Prawn soup for the soul

The story of Thai cuisine - freshest ingredients, fiercest flavours and, of course, the finest cooks

Prawn soup for the soul
info_icon

There was a time, not so long ago, when food was just another passion in Thailand — not yet an industry. But then things changed. Tourists fell in love with Thai food and cooks left home to set up restaurants. As eating places flourished, more and more people took to eating out. Today, one could be forgiven for thinking that the Thai are always eating — and eating out — and that they don’t really cook at home.

But then again, why should they? Food on the streets is close to home food — and eminently affordable. For five days I roamed the streets of Thailand trying out different renditions of Thai cuisine — some in fancy restaurants, some in middling ones, some in food courts and, of course, on the streets. I tried authentic Thai food, I tried fusion, I tried seafood, I tried vegetarian. Almost always what I came across on the streets was simple fare — basic pork, beef, chicken or seafood with noodles, crisp vegetables, rice and broth — cheap, and always, always clean.

Koh Samui was my first destination. Considering it was an isolated island completely cut off from the mainland as recently as three decades ago, it is amazing to see how complete a tourist trap it is today. Exclusive resorts jostle with spas and gourmet restaurants. Today’s international clientele will not settle for less. But it also has many outstanding standalone eating places, most of them concentrated near Chaweng beach. “You’ll never go hungry in Koh Samui,” I was assured.

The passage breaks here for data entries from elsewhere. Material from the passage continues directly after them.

use std::collections::HashMap;

use anyhow::{Context, Result};
use serde::Deserialize;

use crate::{
    client::{Client, Site},
    crawler::share,
    declare::{BidAsk, RealtimeQuote},
    error::Error,
    registry,
    util::{datetime, http, map},
};

const PATH: &str = "/stock/api/getStockInfo.jsp";

/// 五檔價量以底線串接，例︰`510.0000_509.0000_`
const LADDER_SEPARATOR: char = '_';

#[derive(Debug, Default, Deserialize)]
struct RealtimeResponse {
    #[serde(default)]
    rtmessage: String,
    #[serde(rename = "msgArray", default)]
    msg_array: Vec<RealtimeEntry>,
}

#[derive(Debug, Default, Deserialize)]
#[serde(default)]
struct RealtimeEntry {
    /// Unix 毫秒
    tlong: String,
    c: String,
    /// 最新一筆成交價
    z: String,
    /// 委買價
    b: String,
    /// 委買量
    g: String,
    /// 委賣價
    a: String,
    /// 委賣量
    f: String,
    o: String,
    h: String,
    l: String,
    v: String,
    n: String,
    nf: String,
}

/// 取得個股即時交易行情，代號必須在證券清單內
pub async fn visit(client: &Client, codes: &[&str]) -> Result<HashMap<String, RealtimeQuote>> {
    let channels = codes
        .iter()
        .map(|code| {
            registry::market_of(code)
                .map(|market| market.channel(code))
                .ok_or_else(|| Error::InvalidCode(code.to_string()))
        })
        .collect::<Result<Vec<String>, Error>>()?
        .join("|");

    let url = client.endpoint(Site::MisTwse, PATH, &[("ex_ch", channels.as_str())])?;
    let res = http::get_json::<RealtimeResponse>(client.http(), url)
        .await
        .with_context(|| format!("Failed to visit realtime quotes {}", channels))?;

    parse(res)
}

fn parse(res: RealtimeResponse) -> Result<HashMap<String, RealtimeQuote>> {
    if res.rtmessage != "OK" {
        return Err(Error::InvalidStat(res.rtmessage).into());
    }

    let quotes = res
        .msg_array
        .into_iter()
        .map(parse_entry)
        .collect::<Result<Vec<_>>>()?;

    Ok(map::vec_to_hashmap(quotes))
}

fn parse_entry(entry: RealtimeEntry) -> Result<RealtimeQuote> {
    let at = datetime::from_timestamp_millis_str(&entry.tlong)
        .map_err(|why| Error::field("quote time", why))?;
    let bids = parse_bid_ask(&entry.b, &entry.g).context("failed parsing quote bids")?;
    let asks = parse_bid_ask(&entry.a, &entry.f).context("failed parsing quote asks")?;

    Ok(RealtimeQuote {
        at,
        price: share::decimal(&entry.z, "quote price")?,
        open: share::decimal(&entry.o, "quote open")?,
        high: share::decimal(&entry.h, "quote high")?,
        low: share::decimal(&entry.l, "quote low")?,
        volume: share::integer(&entry.v, "quote volume")?,
        bids,
        asks,
        code: entry.c,
        name: entry.n,
        full_name: entry.nf,
    })
}

/// 將價與量兩個底線分隔字串配對成五檔，前後多餘的底線會先去掉
pub(crate) fn parse_bid_ask(prices: &str, volumes: &str) -> Result<Vec<BidAsk>> {
    let split = |s: &str| -> Vec<String> {
        s.trim_matches(LADDER_SEPARATOR)
            .split(LADDER_SEPARATOR)
            .map(str::to_string)
            .collect()
    };

    let prices = split(prices);
    let volumes = split(volumes);
    if prices.len() != volumes.len() {
        return Err(Error::Shape(format!(
            "bid-ask: {} prices, {} volumes",
            prices.len(),
            volumes.len()
        ))
        .into());
    }

    prices
        .iter()
        .zip(volumes.iter())
        .map(|(price, volume)| -> Result<BidAsk> {
            Ok(BidAsk {
                price: share::decimal(price, "quote price")?,
                volume: share::integer(volume, "quote volume")?,
            })
        })
        .collect()
}
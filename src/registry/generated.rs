// Code generated from isin.twse.com.tw C_public.jsp strMode=2,4. DO NOT EDIT.
//
// Snapshot limited to widely held listed stocks, ETFs and OTC stocks.

use super::Entry;
use crate::{declare::Market, util::datetime::ymd};

pub(super) const SECURITIES: &[Entry] = &[
    Entry {
        security_type: "股票",
        code: "1101",
        name: "台泥",
        isin: "TW0001101004",
        ipo: ymd(1962, 2, 9),
        market: Market::TWSE,
        industry: "水泥工業",
        cfi: "ESVUFR",
        remark: "",
    },
    Entry {
        security_type: "股票",
        code: "1102",
        name: "亞泥",
        isin: "TW0001102002",
        ipo: ymd(1962, 6, 8),
        market: Market::TWSE,
        industry: "水泥工業",
        cfi: "ESVUFR",
        remark: "",
    },
    Entry {
        security_type: "股票",
        code: "1216",
        name: "統一",
        isin: "TW0001216000",
        ipo: ymd(1987, 12, 28),
        market: Market::TWSE,
        industry: "食品工業",
        cfi: "ESVUFR",
        remark: "",
    },
    Entry {
        security_type: "股票",
        code: "1301",
        name: "台塑",
        isin: "TW0001301000",
        ipo: ymd(1964, 7, 27),
        market: Market::TWSE,
        industry: "塑膠工業",
        cfi: "ESVUFR",
        remark: "",
    },
    Entry {
        security_type: "股票",
        code: "2002",
        name: "中鋼",
        isin: "TW0002002003",
        ipo: ymd(1974, 12, 26),
        market: Market::TWSE,
        industry: "鋼鐵工業",
        cfi: "ESVUFR",
        remark: "",
    },
    Entry {
        security_type: "股票",
        code: "2303",
        name: "聯電",
        isin: "TW0002303005",
        ipo: ymd(1985, 7, 16),
        market: Market::TWSE,
        industry: "半導體業",
        cfi: "ESVUFR",
        remark: "",
    },
    Entry {
        security_type: "股票",
        code: "2317",
        name: "鴻海",
        isin: "TW0002317005",
        ipo: ymd(1991, 6, 18),
        market: Market::TWSE,
        industry: "其他電子業",
        cfi: "ESVUFR",
        remark: "",
    },
    Entry {
        security_type: "股票",
        code: "2330",
        name: "台積電",
        isin: "TW0002330008",
        ipo: ymd(1994, 9, 5),
        market: Market::TWSE,
        industry: "半導體業",
        cfi: "ESVUFR",
        remark: "",
    },
    Entry {
        security_type: "股票",
        code: "2412",
        name: "中華電",
        isin: "TW0002412004",
        ipo: ymd(2000, 10, 27),
        market: Market::TWSE,
        industry: "通信網路業",
        cfi: "ESVUFR",
        remark: "",
    },
    Entry {
        security_type: "股票",
        code: "2454",
        name: "聯發科",
        isin: "TW0002454006",
        ipo: ymd(2001, 7, 23),
        market: Market::TWSE,
        industry: "半導體業",
        cfi: "ESVUFR",
        remark: "",
    },
    Entry {
        security_type: "股票",
        code: "2881",
        name: "富邦金",
        isin: "TW0002881000",
        ipo: ymd(2001, 12, 19),
        market: Market::TWSE,
        industry: "金融保險業",
        cfi: "ESVUFR",
        remark: "",
    },
    Entry {
        security_type: "股票",
        code: "2308",
        name: "台達電",
        isin: "TW0002308004",
        ipo: ymd(1988, 12, 19),
        market: Market::TWSE,
        industry: "電子零組件業",
        cfi: "ESVUFR",
        remark: "",
    },
    Entry {
        security_type: "股票",
        code: "2603",
        name: "長榮",
        isin: "TW0002603008",
        ipo: ymd(1987, 9, 21),
        market: Market::TWSE,
        industry: "航運業",
        cfi: "ESVUFR",
        remark: "",
    },
    Entry {
        security_type: "股票",
        code: "2882",
        name: "國泰金",
        isin: "TW0002882008",
        ipo: ymd(2001, 12, 31),
        market: Market::TWSE,
        industry: "金融保險業",
        cfi: "ESVUFR",
        remark: "",
    },
    Entry {
        security_type: "股票",
        code: "2891",
        name: "中信金",
        isin: "TW0002891009",
        ipo: ymd(2002, 5, 17),
        market: Market::TWSE,
        industry: "金融保險業",
        cfi: "ESVUFR",
        remark: "",
    },
    Entry {
        security_type: "ETF",
        code: "0050",
        name: "元大台灣50",
        isin: "TW0000050004",
        ipo: ymd(2003, 6, 30),
        market: Market::TWSE,
        industry: "",
        cfi: "CEOGEU",
        remark: "",
    },
    Entry {
        security_type: "ETF",
        code: "0056",
        name: "元大高股息",
        isin: "TW0000056001",
        ipo: ymd(2007, 12, 26),
        market: Market::TWSE,
        industry: "",
        cfi: "CEOGEU",
        remark: "",
    },
    Entry {
        security_type: "股票",
        code: "3374",
        name: "精材",
        isin: "TW0003374005",
        ipo: ymd(2015, 10, 19),
        market: Market::TPEx,
        industry: "半導體業",
        cfi: "ESVUFR",
        remark: "",
    },
    Entry {
        security_type: "股票",
        code: "5483",
        name: "中美晶",
        isin: "TW0005483002",
        ipo: ymd(2001, 3, 12),
        market: Market::TPEx,
        industry: "半導體業",
        cfi: "ESVUFR",
        remark: "",
    },
    Entry {
        security_type: "股票",
        code: "6488",
        name: "環球晶",
        isin: "TW0006488000",
        ipo: ymd(2015, 9, 25),
        market: Market::TPEx,
        industry: "半導體業",
        cfi: "ESVUFR",
        remark: "",
    },
    Entry {
        security_type: "股票",
        code: "8069",
        name: "元太",
        isin: "TW0008069006",
        ipo: ymd(2004, 3, 9),
        market: Market::TPEx,
        industry: "光電業",
        cfi: "ESVUFR",
        remark: "",
    },
];
use std::{env, path::PathBuf, str::FromStr};

use anyhow::Result;
use config::{Config as config_config, File as config_file};
use once_cell::sync::Lazy;
use serde::{Deserialize, Serialize};

use crate::logging;

const CONFIG_PATH: &str = "app.json";

#[derive(Serialize, Deserialize, Default, Debug, Clone)]
pub struct App {
    #[serde(default)]
    pub endpoints: Endpoints,
    #[serde(default)]
    pub http: Http,
    #[serde(default)]
    pub log: Log,
}

const TWSE_BASE_URL: &str = "TWSE_BASE_URL";
const TPEX_BASE_URL: &str = "TPEX_BASE_URL";
const MIS_TWSE_BASE_URL: &str = "MIS_TWSE_BASE_URL";
const ISIN_TWSE_BASE_URL: &str = "ISIN_TWSE_BASE_URL";

/// 各站台的網址
#[derive(Serialize, Deserialize, Debug, Clone, PartialEq, Eq)]
pub struct Endpoints {
    /// 臺灣證券交易所
    #[serde(default = "default_twse")]
    pub twse: String,
    /// 證券櫃檯買賣中心
    #[serde(default = "default_tpex")]
    pub tpex: String,
    /// 基本市況報導網站(即時報價)
    #[serde(default = "default_mis_twse")]
    pub mis_twse: String,
    /// 國際證券辨識號碼
    #[serde(default = "default_isin_twse")]
    pub isin_twse: String,
}

fn default_twse() -> String {
    "https://www.twse.com.tw".to_string()
}

fn default_tpex() -> String {
    "https://www.tpex.org.tw".to_string()
}

fn default_mis_twse() -> String {
    "https://mis.twse.com.tw/".to_string()
}

fn default_isin_twse() -> String {
    "https://isin.twse.com.tw".to_string()
}

impl Default for Endpoints {
    fn default() -> Self {
        Endpoints {
            twse: default_twse(),
            tpex: default_tpex(),
            mis_twse: default_mis_twse(),
            isin_twse: default_isin_twse(),
        }
    }
}

impl Endpoints {
    /// 四個站台都指向同一個位址，測試時搭配 mock server 使用
    pub fn all(base: &str) -> Self {
        Endpoints {
            twse: base.to_string(),
            tpex: base.to_string(),
            mis_twse: base.to_string(),
            isin_twse: base.to_string(),
        }
    }
}

const TWSTOCK_HTTP_TIMEOUT_SECS: &str = "TWSTOCK_HTTP_TIMEOUT_SECS";
const TWSTOCK_USER_AGENT: &str = "TWSTOCK_USER_AGENT";

#[derive(Serialize, Deserialize, Debug, Clone)]
pub struct Http {
    #[serde(default = "default_connect_timeout_secs")]
    pub connect_timeout_secs: u64,
    #[serde(default = "default_timeout_secs")]
    pub timeout_secs: u64,
    #[serde(default = "default_user_agent")]
    pub user_agent: String,
}

fn default_connect_timeout_secs() -> u64 {
    8
}

fn default_timeout_secs() -> u64 {
    15
}

fn default_user_agent() -> String {
    concat!("twstock/", env!("CARGO_PKG_VERSION")).to_string()
}

impl Default for Http {
    fn default() -> Self {
        Http {
            connect_timeout_secs: default_connect_timeout_secs(),
            timeout_secs: default_timeout_secs(),
            user_agent: default_user_agent(),
        }
    }
}

const TWSTOCK_LOG_DIR: &str = "TWSTOCK_LOG_DIR";

#[derive(Serialize, Deserialize, Debug, Clone)]
pub struct Log {
    #[serde(default = "default_log_dir")]
    pub dir: String,
    /// 單檔最大大小(MB)
    #[serde(default = "default_log_max_size_mb")]
    pub max_size_mb: u64,
    /// 日誌保留天數
    #[serde(default = "default_log_max_age_days")]
    pub max_age_days: i64,
}

fn default_log_dir() -> String {
    "log".to_string()
}

fn default_log_max_size_mb() -> u64 {
    10
}

fn default_log_max_age_days() -> i64 {
    7
}

impl Default for Log {
    fn default() -> Self {
        Log {
            dir: default_log_dir(),
            max_size_mb: default_log_max_size_mb(),
            max_age_days: default_log_max_age_days(),
        }
    }
}

/// 設定檔讀取失敗時退回預設值，不讓程式因此 panic
pub static SETTINGS: Lazy<App> = Lazy::new(|| {
    dotenv::dotenv().ok();
    App::get().unwrap_or_else(|why| {
        // logging 的檔案路徑取決於這份設定，這裡只能寫到 console
        logging::error_console(format!(
            "I can't read the config context because {:?}",
            why
        ));
        App::default().override_with_env()
    })
});

impl App {
    fn get() -> Result<Self> {
        let config_path = config_path();
        if config_path.exists() {
            return Self::from_file(config_path);
        }

        Ok(App::default().override_with_env())
    }

    /// 讀取指定的 json 設定檔，再以 env 覆蓋
    pub fn from_file(path: PathBuf) -> Result<Self> {
        let config: App = config_config::builder()
            .add_source(config_file::from(path))
            .build()?
            .try_deserialize()?;

        Ok(config.override_with_env())
    }

    /// 將來至於 env 的設定值覆蓋掉 json 上的設定值
    fn override_with_env(mut self) -> Self {
        if let Ok(url) = env::var(TWSE_BASE_URL) {
            self.endpoints.twse = url;
        }

        if let Ok(url) = env::var(TPEX_BASE_URL) {
            self.endpoints.tpex = url;
        }

        if let Ok(url) = env::var(MIS_TWSE_BASE_URL) {
            self.endpoints.mis_twse = url;
        }

        if let Ok(url) = env::var(ISIN_TWSE_BASE_URL) {
            self.endpoints.isin_twse = url;
        }

        if let Ok(secs) = env::var(TWSTOCK_HTTP_TIMEOUT_SECS) {
            self.http.timeout_secs =
                parse_secs(TWSTOCK_HTTP_TIMEOUT_SECS, &secs, self.http.timeout_secs);
        }

        if let Ok(ua) = env::var(TWSTOCK_USER_AGENT) {
            self.http.user_agent = ua;
        }

        if let Ok(dir) = env::var(TWSTOCK_LOG_DIR) {
            self.log.dir = dir;
        }

        self
    }
}

/// 秒數無法解析時沿用原值並寫到 console
fn parse_secs(key: &str, value: &str, fallback: u64) -> u64 {
    match u64::from_str(value.trim()) {
        Ok(secs) => secs,
        Err(why) => {
            logging::error_console(format!(
                "{} = {:?} is not a number of seconds, keep {} because {:?}",
                key, value, fallback, why
            ));
            fallback
        }
    }
}

/// 回傳設定檔的路徑
fn config_path() -> PathBuf {
    PathBuf::from(CONFIG_PATH)
}
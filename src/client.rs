use std::collections::HashMap;

use anyhow::{anyhow, Result};
use chrono::NaiveDate;
use reqwest::Url;

use crate::{
    config::{self, App, Endpoints},
    crawler::{isin, mis, quote, tpex, twse},
    declare::{DelistedSecurity, Market, MarketData, Quote, RealtimeQuote, Security},
    util::http::{self, Decoder},
};

/// 資料來源的站台
#[derive(Debug, Copy, Clone, PartialEq, Eq)]
pub(crate) enum Site {
    Twse,
    Tpex,
    MisTwse,
    IsinTwse,
}

/// 台股資料客戶端
///
/// 持有 HTTP 連線池與四個站台的網址，可以 clone 後在多個 task 間共用。
#[derive(Debug, Clone)]
pub struct Client {
    http: reqwest::Client,
    twse: Url,
    tpex: Url,
    mis_twse: Url,
    isin_twse: Url,
    twse_decoder: Decoder,
    tpex_decoder: Decoder,
    isin_decoder: Decoder,
}

impl Client {
    /// 使用 [`config::SETTINGS`] 建立
    pub fn new() -> Result<Self> {
        Self::with_settings(&config::SETTINGS)
    }

    pub fn with_settings(settings: &App) -> Result<Self> {
        let parse = |name: &str, url: &str| {
            Url::parse(url).map_err(|why| anyhow!("Failed to parse {} url '{}' because {:?}", name, url, why))
        };
        let Endpoints {
            twse,
            tpex,
            mis_twse,
            isin_twse,
        } = &settings.endpoints;

        Ok(Client {
            http: http::build_client(&settings.http)?,
            twse: parse("twse", twse)?,
            tpex: parse("tpex", tpex)?,
            mis_twse: parse("mis_twse", mis_twse)?,
            isin_twse: parse("isin_twse", isin_twse)?,
            twse_decoder: Decoder::Utf8,
            tpex_decoder: Decoder::Utf8,
            isin_decoder: Decoder::Big5,
        })
    }

    /// 只替換站台網址，其餘設定使用預設值
    pub fn with_endpoints(endpoints: Endpoints) -> Result<Self> {
        Self::with_settings(&App {
            endpoints,
            ..Default::default()
        })
    }

    pub(crate) fn http(&self) -> &reqwest::Client {
        &self.http
    }

    pub(crate) fn decoder(&self, site: Site) -> Decoder {
        match site {
            Site::Twse | Site::MisTwse => self.twse_decoder,
            Site::Tpex => self.tpex_decoder,
            Site::IsinTwse => self.isin_decoder,
        }
    }

    /// 組出站台底下的網址與查詢參數
    pub(crate) fn endpoint(&self, site: Site, path: &str, query: &[(&str, &str)]) -> Result<Url> {
        let base = match site {
            Site::Twse => &self.twse,
            Site::Tpex => &self.tpex,
            Site::MisTwse => &self.mis_twse,
            Site::IsinTwse => &self.isin_twse,
        };
        let mut url = base
            .join(path)
            .map_err(|why| anyhow!("Failed to join '{}' onto {} because {:?}", path, base, why))?;

        if !query.is_empty() {
            let mut pairs = url.query_pairs_mut();
            for (k, v) in query {
                pairs.append_pair(k, v);
            }
        }

        Ok(url)
    }

    /// 下載上市及上櫃的有價證券清單，上市在前
    pub async fn securities(&self) -> Result<Vec<Security>> {
        isin::visit(self).await
    }

    /// 終止上市公司
    pub async fn twse_delisted(&self) -> Result<Vec<DelistedSecurity>> {
        twse::delisted::visit(self).await
    }

    /// 終止上櫃公司，`page` 從 0 開始
    pub async fn tpex_delisted(&self, page: u32) -> Result<Vec<DelistedSecurity>> {
        tpex::delisted::visit(self, page).await
    }

    /// 上市每日市場成交資訊
    pub async fn twse_market_data(&self, year: i32, month: u32) -> Result<Vec<MarketData>> {
        twse::market_data::visit(self, year, month).await
    }

    /// 上櫃每日市場成交資訊
    pub async fn tpex_market_data(&self, year: i32, month: u32) -> Result<Vec<MarketData>> {
        tpex::market_data::visit(self, year, month).await
    }

    /// 每日市場成交資訊可查詢的最早日期
    pub fn market_data_minimum_date(market: Market) -> NaiveDate {
        match market {
            Market::TWSE => twse::market_data::MINIMUM_DATE,
            Market::TPEx => tpex::market_data::MINIMUM_DATE,
        }
    }

    /// 依證券清單判斷市場別後下載個股日成交資訊
    pub async fn quotes(&self, code: &str, year: i32, month: u32) -> Result<Vec<Quote>> {
        quote::visit(self, code, year, month).await
    }

    /// 上市個股日成交資訊
    pub async fn twse_quotes(&self, code: &str, year: i32, month: u32) -> Result<Vec<Quote>> {
        twse::quote::visit(self, code, year, month).await
    }

    /// 上櫃個股日成交資訊，成交量已換算成股
    pub async fn tpex_quotes(&self, code: &str, year: i32, month: u32) -> Result<Vec<Quote>> {
        tpex::quote::visit(self, code, year, month).await
    }

    /// 個股日成交資訊可查詢的最早日期
    pub fn quote_minimum_date(market: Market) -> NaiveDate {
        match market {
            Market::TWSE => twse::quote::MINIMUM_DATE,
            Market::TPEx => tpex::quote::MINIMUM_DATE,
        }
    }

    /// 個股即時交易行情，以代號為鍵
    pub async fn realtime(&self, codes: &[&str]) -> Result<HashMap<String, RealtimeQuote>> {
        mis::realtime::visit(self, codes).await
    }
}

#[cfg(test)]
pub(crate) mod tests {
    use wiremock::MockServer;

    use super::*;

    /// 四個站台都指向 mock server 的客戶端
    pub(crate) fn mock_client(server: &MockServer) -> Client {
        Client::with_endpoints(Endpoints::all(&server.uri())).unwrap()
    }

    #[test]
    fn test_endpoint() {
        let client = Client::with_settings(&App::default()).unwrap();

        let url = client
            .endpoint(Site::Twse, "/exchangeReport/FMTQIK", &[("response", "json"), ("date", "20220801")])
            .unwrap();
        assert_eq!(
            url.as_str(),
            "https://www.twse.com.tw/exchangeReport/FMTQIK?response=json&date=20220801"
        );

        let url = client
            .endpoint(Site::MisTwse, "/stock/api/getStockInfo.jsp", &[("ex_ch", "tse_2330.tw|otc_3374.tw")])
            .unwrap();
        assert_eq!(url.path(), "/stock/api/getStockInfo.jsp");
        let pairs: Vec<(String, String)> = url.query_pairs().into_owned().collect();
        assert_eq!(pairs, vec![("ex_ch".to_string(), "tse_2330.tw|otc_3374.tw".to_string())]);

        let url = client.endpoint(Site::IsinTwse, "/isin/C_public.jsp", &[]).unwrap();
        assert_eq!(url.as_str(), "https://isin.twse.com.tw/isin/C_public.jsp");
    }

    #[test]
    fn test_decoder() {
        let client = Client::with_settings(&App::default()).unwrap();
        assert_eq!(client.decoder(Site::Twse), Decoder::Utf8);
        assert_eq!(client.decoder(Site::Tpex), Decoder::Utf8);
        assert_eq!(client.decoder(Site::IsinTwse), Decoder::Big5);
    }

    #[test]
    fn test_bad_endpoint() {
        let mut endpoints = Endpoints::default();
        endpoints.tpex = "not a url".to_string();
        assert!(Client::with_endpoints(endpoints).is_err());
    }

    #[test]
    fn test_minimum_date() {
        assert_eq!(
            Client::market_data_minimum_date(Market::TWSE),
            NaiveDate::from_ymd_opt(1990, 1, 1).unwrap()
        );
        assert_eq!(
            Client::market_data_minimum_date(Market::TPEx),
            NaiveDate::from_ymd_opt(1999, 1, 1).unwrap()
        );
        assert_eq!(
            Client::quote_minimum_date(Market::TWSE),
            NaiveDate::from_ymd_opt(2010, 1, 1).unwrap()
        );
        assert_eq!(
            Client::quote_minimum_date(Market::TPEx),
            NaiveDate::from_ymd_opt(1994, 1, 1).unwrap()
        );
    }
}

I walked into Zazen Restaurant, set in the Zazen Boutique Resort & Spa, just off Bophut beach. There was talk of Chef Wally, its Italian chef from Belgium, who was making waves among diners for his Thai fusion cuisine. The restaurant, like most others in Koh Samui’s beach resorts, boasts a panoramic view of the sea with its Rouge Lounge and Bar providing a backdrop of Singha beer and exotic wines. I thought I’d try the tom yam goong (spicy prawn soup) because it is a soup so familiar that it can be used as a marker to test a chef’s abilities. While other herbs and spices no doubt play a role in this soup, it is the balance between lemongrass, galangal and lemon juice that is crucial. Chef Wally’s soup was very tasty but it lacked bite. It needed the galangal and lemongrass to tug at the taste buds but they seemed content to rest. It needed the chillies and lemon juice to make their presence felt but that didn’t happen either. Chef Wally’s explanation was that his clientele was mainly European. Hmmm! But then he produced yam hua plee (banana flower salad with prawns) and I forgave him. It was one of the most outstanding salads I have ever eaten. The flower was just ripe — not dark — and it had absorbed the lemon juice so deeply that it was only in the biting of the flower that the juice blended with the contrasting golden fried shallots, roasted coconut, tamarind, quail eggs and fish sauce. The delayed release of the lemon had to be a major artistic achievement! But just when I was about to start singing Chef Wally’s praises came the gai pat met memuang (fried chicken with cashewnuts and jasmine rice), a dish so forgettable I rushed into the kitchen to protest, only to find the chef had left. There was little point then complaining about the rubbery texture of the dish so I left, grateful for the memory of the banana salad.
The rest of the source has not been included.